Synthetic strategies for oseltamivir phosphate

We review here the synthetic strategies for oseltamivir phosphate, an important orally active anti-influenza drug. The Roche synthesis utilized naturally occurring shikimic acid as a starting material. Introduction of the 1-ethylpropyloxy (3-pentyloxy) functionality by regioselective reduction of the acetal and iterative ring-opening reactions with azide to introduce nitrogen functionalities were the key steps. Corey and Fukuyama's syntheses utilized catalytic asymmetric Diels-Alder reactions as the starting points, whereas Shibasaki and Kanai's synthesis began with an asymmetric aziridine-opening reaction with TMSN3 catalyzed by a polymetallic gadolinium complex. These three syntheses demonstrate the power of asymmetric catalysis in pharmaceutical synthesis.
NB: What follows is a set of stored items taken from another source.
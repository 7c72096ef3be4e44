use std::time::Duration;

use threat_hud_common::classification::{
    AnalyzeRequest, BackendHealth, ClassificationResult, ResponseError,
};
use threat_hud_common::config::BackendConfig;
use threat_hud_common::frame::EncodedImage;
use tracing::debug;

use super::{ClassifyError, Classifier};

/// Classifier that POSTs frames to the inference backend's analyze endpoint.
pub struct HttpClassifier {
    client: reqwest::Client,
    analyze_url: String,
    health_url: String,
}

impl HttpClassifier {
    /// `timeout` bounds every request; a hung backend surfaces as
    /// [`ClassifyError::Timeout`] instead of stalling the loop.
    pub fn new(config: &BackendConfig, timeout: Duration) -> Result<Self, ClassifyError> {
        let client = reqwest::Client::builder()
            .connect_timeout(timeout)
            .timeout(timeout)
            .build()
            .map_err(|e| ClassifyError::Client(e.to_string()))?;
        Ok(Self {
            client,
            analyze_url: config.analyze_url(),
            health_url: config.health_url(),
        })
    }

    pub fn analyze_url(&self) -> &str {
        &self.analyze_url
    }

    pub fn health_url(&self) -> &str {
        &self.health_url
    }

    pub async fn health(&self) -> Result<BackendHealth, ClassifyError> {
        let resp = self
            .client
            .get(&self.health_url)
            .send()
            .await
            .map_err(transport_error)?;
        if !resp.status().is_success() {
            return Err(ClassifyError::Status(resp.status().as_u16()));
        }
        resp.json::<BackendHealth>().await.map_err(|e| {
            if e.is_decode() {
                ResponseError::Malformed(e.to_string()).into()
            } else {
                transport_error(e)
            }
        })
    }
}

fn transport_error(e: reqwest::Error) -> ClassifyError {
    if e.is_timeout() {
        ClassifyError::Timeout
    } else {
        ClassifyError::Unreachable(e.to_string())
    }
}

impl Classifier for HttpClassifier {
    async fn classify(&self, image: EncodedImage) -> Result<ClassificationResult, ClassifyError> {
        let data_uri = image.to_data_uri();
        debug!(url = self.analyze_url, bytes = image.len(), "sending frame for analysis");

        let resp = self
            .client
            .post(&self.analyze_url)
            .json(&AnalyzeRequest { image: &data_uri })
            .send()
            .await
            .map_err(transport_error)?;

        let status = resp.status();
        if !status.is_success() {
            return Err(ClassifyError::Status(status.as_u16()));
        }

        let body = resp.bytes().await.map_err(transport_error)?;
        Ok(ClassificationResult::from_response(&body)?)
    }
}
Although Kann's synthesis required resolution to provide an enantiomerically pure intermediate, the properties of chiral iron-diene complexes were elegantly utilized. Yao and Fang's syntheses started from abundant natural chiral sources: L-serine and D-xylose, respectively. Specifically, Fang's study identified new analogues of oseltamivir with higher potency against several neuraminidases, including oseltamivir-resistant mutants. Despite the relatively small molecular size, oseltamivir synthesis highlights an important frontier in organic synthesis.